In this message we will give an introductory word to the life-study of Ecclesiastes and then begin to consider the book itself.
Ecclesiastes in Hebrew is Qohelet, meaning "preacher" (or "teacher"), one who gathered and spoke to an assembly of the children of Israel.
The writer of Ecclesiastes was the wise King Solomon (1:1, 12; 12:9; cf. 1 Kings 4:32).
The time of writing was about 977 B.C., after Solomon's fall.
The place of writing was Jerusalem (Eccl. 1:1, 12).

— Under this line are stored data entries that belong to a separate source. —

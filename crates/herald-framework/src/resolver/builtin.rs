//! Scalar resolvers: strings, numbers, booleans and enumerated choices.

use async_trait::async_trait;

use crate::context::InvocationContext;
use crate::error::ResolveError;
use crate::strings::BaseStrings;
use crate::value::ArgValue;

use super::Resolver;

/// Accepts any text unchanged.
#[derive(Debug, Clone, Copy, Default)]
pub struct StringResolver;

#[async_trait]
impl Resolver for StringResolver {
    fn validate(&self, value: &ArgValue) -> bool {
        matches!(value, ArgValue::Text(_))
    }

    async fn resolve(
        &self,
        _ctx: &InvocationContext,
        _arg: &str,
        raw: &str,
    ) -> Result<ArgValue, ResolveError> {
        Ok(ArgValue::Text(raw.to_string()))
    }
}

/// Parses a finite floating-point number, optionally bounded.
#[derive(Debug, Clone, Copy)]
pub struct NumberResolver {
    min: f64,
    max: f64,
}

impl NumberResolver {
    /// An unbounded number resolver.
    pub fn new() -> Self {
        Self {
            min: f64::NEG_INFINITY,
            max: f64::INFINITY,
        }
    }

    /// A resolver accepting only values in `min..=max`.
    pub fn with_range(min: f64, max: f64) -> Self {
        Self { min, max }
    }

    fn parse(raw: &str) -> Option<f64> {
        raw.trim().parse::<f64>().ok().filter(|n| n.is_finite())
    }

    fn in_range(&self, n: f64) -> bool {
        n >= self.min && n <= self.max
    }
}

impl Default for NumberResolver {
    fn default() -> Self {
        Self::new()
    }
}

#[async_trait]
impl Resolver for NumberResolver {
    fn validate(&self, value: &ArgValue) -> bool {
        match value {
            ArgValue::Number(n) => self.in_range(*n),
            ArgValue::Text(raw) => Self::parse(raw).is_some_and(|n| self.in_range(n)),
            _ => false,
        }
    }

    async fn resolve(
        &self,
        ctx: &InvocationContext,
        _arg: &str,
        raw: &str,
    ) -> Result<ArgValue, ResolveError> {
        let resources = ctx.resources();
        let n = Self::parse(raw).ok_or_else(|| {
            ResolveError::failed(resources.get_with(BaseStrings::NOT_A_NUMBER, &[("value", raw)]))
        })?;
        if !self.in_range(n) {
            let (min, max) = (self.min.to_string(), self.max.to_string());
            return Err(ResolveError::failed(resources.get_with(
                BaseStrings::OUT_OF_RANGE,
                &[("value", raw), ("min", min.as_str()), ("max", max.as_str())],
            )));
        }
        Ok(ArgValue::Number(n))
    }
}

/// Parses yes/no style answers.
#[derive(Debug, Clone, Copy, Default)]
pub struct BooleanResolver;

impl BooleanResolver {
    fn parse(raw: &str) -> Option<bool> {
        match raw.trim().to_ascii_lowercase().as_str() {
            "true" | "yes" | "y" | "on" | "1" | "enable" | "enabled" => Some(true),
            "false" | "no" | "n" | "off" | "0" | "disable" | "disabled" => Some(false),
            _ => None,
        }
    }
}

#[async_trait]
impl Resolver for BooleanResolver {
    fn validate(&self, value: &ArgValue) -> bool {
        match value {
            ArgValue::Boolean(_) => true,
            ArgValue::Text(raw) => Self::parse(raw).is_some(),
            _ => false,
        }
    }

    async fn resolve(
        &self,
        ctx: &InvocationContext,
        _arg: &str,
        raw: &str,
    ) -> Result<ArgValue, ResolveError> {
        Self::parse(raw).map(ArgValue::Boolean).ok_or_else(|| {
            ResolveError::failed(
                ctx.resources()
                    .get_with(BaseStrings::NOT_A_BOOLEAN, &[("value", raw)]),
            )
        })
    }
}

/// Accepts one value of a fixed set, compared case-insensitively.
///
/// The resolved [`ArgValue::Choice`] carries the spelling from the set.
#[derive(Debug, Clone, PartialEq, Eq)]
pub struct ChoiceResolver {
    choices: Vec<String>,
}

impl ChoiceResolver {
    pub fn new<I, S>(choices: I) -> Self
    where
        I: IntoIterator<Item = S>,
        S: Into<String>,
    {
        Self {
            choices: choices.into_iter().map(Into::into).collect(),
        }
    }

    pub fn choices(&self) -> &[String] {
        &self.choices
    }

    fn find(&self, raw: &str) -> Option<&String> {
        let raw = raw.trim();
        self.choices.iter().find(|c| c.eq_ignore_ascii_case(raw))
    }
}

#[async_trait]
impl Resolver for ChoiceResolver {
    fn validate(&self, value: &ArgValue) -> bool {
        match value {
            ArgValue::Choice(s) | ArgValue::Text(s) => self.find(s).is_some(),
            _ => false,
        }
    }

    async fn resolve(
        &self,
        ctx: &InvocationContext,
        _arg: &str,
        raw: &str,
    ) -> Result<ArgValue, ResolveError> {
        match self.find(raw) {
            Some(choice) => Ok(ArgValue::Choice(choice.clone())),
            None => {
                let choices = self.choices.join(", ");
                Err(ResolveError::failed(ctx.resources().get_with(
                    BaseStrings::INVALID_CHOICE,
                    &[("value", raw), ("choices", choices.as_str())],
                )))
            }
        }
    }
}
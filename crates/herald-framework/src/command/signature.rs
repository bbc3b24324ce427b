//! Argument declarations.
//!
//! Arguments are declared either with [`ArgSpec`] constructors or with the
//! bracket syntax:
//!
//! ```text
//! <name>: Type        required
//! [name]: Type        optional
//! <...name>: Type     consumes the rest of the text (last argument only)
//! <mode>: ['a', 'b']  inline choice set
//! <name>              type defaults to String
//! ```

use std::collections::HashSet;
use std::fmt;

use crate::error::RegistrationError;

/// What an argument resolves to.
#[derive(Debug, Clone, PartialEq, Eq)]
pub enum ArgKind {
    /// A resolver type tag.
    Type(String),
    /// One of a fixed set of values.
    Choice(Vec<String>),
}

impl fmt::Display for ArgKind {
    fn fmt(&self, f: &mut fmt::Formatter<'_>) -> fmt::Result {
        match self {
            Self::Type(tag) => f.write_str(tag),
            Self::Choice(choices) => write!(f, "{}", choices.join("|")),
        }
    }
}

/// One declared positional argument.
#[derive(Debug, Clone, PartialEq, Eq)]
pub struct ArgSpec {
    pub name: String,
    pub kind: ArgKind,
    pub optional: bool,
    /// Takes the remaining text verbatim instead of one token.
    pub remainder: bool,
}

impl ArgSpec {
    pub fn required(name: impl Into<String>, tag: impl Into<String>) -> Self {
        Self {
            name: name.into(),
            kind: ArgKind::Type(tag.into()),
            optional: false,
            remainder: false,
        }
    }

    pub fn optional(name: impl Into<String>, tag: impl Into<String>) -> Self {
        Self {
            optional: true,
            ..Self::required(name, tag)
        }
    }

    /// A required argument consuming the rest of the text.
    pub fn rest(name: impl Into<String>, tag: impl Into<String>) -> Self {
        Self {
            remainder: true,
            ..Self::required(name, tag)
        }
    }

    pub fn choice<I, S>(name: impl Into<String>, choices: I) -> Self
    where
        I: IntoIterator<Item = S>,
        S: Into<String>,
    {
        Self {
            name: name.into(),
            kind: ArgKind::Choice(choices.into_iter().map(Into::into).collect()),
            optional: false,
            remainder: false,
        }
    }

    /// Marks the argument optional (builder pattern).
    pub fn into_optional(mut self) -> Self {
        self.optional = true;
        self
    }

    /// The resolver tag, `None` for inline choices.
    pub fn type_tag(&self) -> Option<&str> {
        match &self.kind {
            ArgKind::Type(tag) => Some(tag),
            ArgKind::Choice(_) => None,
        }
    }

    /// Usage fragment such as `<name>`, `[name]` or `<...name>`.
    pub fn usage_fragment(&self) -> String {
        let dots = if self.remainder { "..." } else { "" };
        if self.optional {
            format!("[{dots}{}]", self.name)
        } else {
            format!("<{dots}{}>", self.name)
        }
    }
}

/// Parses a bracket-syntax declaration list.
pub fn parse_signature(input: &str) -> Result<Vec<ArgSpec>, RegistrationError> {
    let specs = split_top_level(input, ',')
        .into_iter()
        .map(str::trim)
        .filter(|item| !item.is_empty())
        .map(parse_item)
        .collect::<Result<Vec<_>, _>>()?;
    check_signature(&specs)?;
    Ok(specs)
}

/// Checks the structural rules of an argument list.
pub(crate) fn check_signature(specs: &[ArgSpec]) -> Result<(), RegistrationError> {
    let mut seen = HashSet::new();
    let mut optional_seen = false;

    for (i, spec) in specs.iter().enumerate() {
        if spec.name.trim().is_empty() {
            return Err(invalid(format!("argument #{} has no name", i + 1)));
        }
        if !seen.insert(spec.name.as_str()) {
            return Err(invalid(format!("duplicate argument name '{}'", spec.name)));
        }
        if spec.remainder && i + 1 != specs.len() {
            return Err(invalid(format!(
                "'{}' consumes the remaining text but is not the last argument",
                spec.name
            )));
        }
        if spec.optional {
            optional_seen = true;
        } else if optional_seen {
            return Err(invalid(format!(
                "required argument '{}' follows an optional one",
                spec.name
            )));
        }
        match &spec.kind {
            ArgKind::Type(tag) if tag.trim().is_empty() => {
                return Err(invalid(format!("argument '{}' has an empty type", spec.name)));
            }
            ArgKind::Choice(choices) if choices.is_empty() => {
                return Err(invalid(format!("argument '{}' has no choices", spec.name)));
            }
            _ => {}
        }
    }
    Ok(())
}

fn invalid(reason: String) -> RegistrationError {
    RegistrationError::InvalidArgumentSpec(reason)
}

/// Splits on `sep` outside brackets and quotes.
fn split_top_level(input: &str, sep: char) -> Vec<&str> {
    let mut parts = Vec::new();
    let mut depth = 0usize;
    let mut quote: Option<char> = None;
    let mut start = 0;

    for (i, ch) in input.char_indices() {
        match (quote, ch) {
            (Some(q), c) if c == q => quote = None,
            (Some(_), _) => {}
            (None, '\'' | '"') => quote = Some(ch),
            (None, '[' | '<') => depth += 1,
            (None, ']' | '>') => depth = depth.saturating_sub(1),
            (None, c) if c == sep && depth == 0 => {
                parts.push(&input[start..i]);
                start = i + c.len_utf8();
            }
            _ => {}
        }
    }
    parts.push(&input[start..]);
    parts
}

fn parse_item(item: &str) -> Result<ArgSpec, RegistrationError> {
    let (close, optional) = match item.chars().next() {
        Some('<') => ('>', false),
        Some('[') => (']', true),
        _ => return Err(invalid(format!("'{item}' must start with '<' or '['"))),
    };
    let end = item[1..]
        .find(close)
        .map(|i| i + 1)
        .ok_or_else(|| invalid(format!("'{item}' is missing a closing '{close}'")))?;

    let raw_name = item[1..end].trim();
    let (name, remainder) = match raw_name.strip_prefix("...") {
        Some(name) => (name.trim(), true),
        None => (raw_name, false),
    };

    let rest = item[end + 1..].trim();
    let kind = if rest.is_empty() {
        ArgKind::Type("String".to_string())
    } else {
        let ty = rest
            .strip_prefix(':')
            .ok_or_else(|| invalid(format!("unexpected '{rest}' after '{raw_name}'")))?
            .trim();
        parse_kind(ty)?
    };

    Ok(ArgSpec {
        name: name.to_string(),
        kind,
        optional,
        remainder,
    })
}

fn parse_kind(ty: &str) -> Result<ArgKind, RegistrationError> {
    if let Some(inner) = ty.strip_prefix('[').and_then(|t| t.strip_suffix(']')) {
        let choices: Vec<String> = split_top_level(inner, ',')
            .into_iter()
            .map(|c| unquote(c.trim()).to_string())
            .filter(|c| !c.is_empty())
            .collect();
        return Ok(ArgKind::Choice(choices));
    }
    if ty.is_empty() || !ty.chars().all(|c| c.is_alphanumeric() || c == '_') {
        return Err(invalid(format!("'{ty}' is not a valid type name")));
    }
    Ok(ArgKind::Type(ty.to_string()))
}

fn unquote(s: &str) -> &str {
    for q in ['\'', '"'] {
        if let Some(inner) = s.strip_prefix(q).and_then(|s| s.strip_suffix(q)) {
            return inner;
        }
    }
    s
}

#[cfg(test)]
mod tests {
    use super::*;

    #[test]
    fn test_parse_full_signature() {
        let err =
            parse_signature("<user>: Member, <mode>: ['ban', \"kick\"], [days]: Number, <...reason>: String")
                .unwrap_err();
        // a required remainder after an optional argument is rejected
        assert!(matches!(err, RegistrationError::InvalidArgumentSpec(_)));

        let specs =
            parse_signature("<user>: Member, <mode>: ['ban', \"kick\"], [...reason]: String").unwrap();
        assert_eq!(specs.len(), 3);
        assert_eq!(specs[0], ArgSpec::required("user", "Member"));
        assert_eq!(specs[1], ArgSpec::choice("mode", ["ban", "kick"]));
        assert!(specs[2].optional && specs[2].remainder);
        assert_eq!(specs[2].usage_fragment(), "[...reason]");
    }

    #[test]
    fn test_type_defaults_to_string() {
        let specs = parse_signature("<text>").unwrap();
        assert_eq!(specs, vec![ArgSpec::required("text", "String")]);
        assert!(parse_signature("").unwrap().is_empty());
    }

    #[test]
    fn test_structural_rules() {
        assert!(parse_signature("<...a>: String, <b>: String").is_err());
        assert!(parse_signature("[a]: String, <b>: String").is_err());
        assert!(parse_signature("<a>: String, <a>: Number").is_err());
        assert!(parse_signature("<a>: []").is_err());
        assert!(parse_signature("a: String").is_err());
        assert!(parse_signature("<a>: Num ber").is_err());
        assert!(parse_signature("<a: String").is_err());
    }
}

The contents of Ecclesiastes are a description by Solomon, after his falling away from God and returning back to God, concerning the human life of fallen mankind under the sun, which is in the corrupted world. He set his heart to seek and to search out all that is done under the heavens, and he observed that according to the natural phenomena all the things done in cycle remain the same, generation after generation, all wearisome and nothing new. In his conclusion, this is all vanity of vanities and a chasing after wind to the human life of fallen mankind. Such a conclusion of the wise king by his wisdom may be considered a history of the vain life of a fallen man. His conclusion in this book is like a dirge to a man whose end is in misery.
According to Ecclesiastes, human history, from its beginning to the present, is vanity. Because creation has been made subject to vanity and to the slavery of corruption, everything under the sun is vanity. Paul's word concerning this in Romans 8:20-21 corresponds to Ecclesiastes. Today everyone is actually not living but dying. We have been born to die; that is, we have been dying since the day of our birth. From this we see that human life under the sun is vanity of vanities.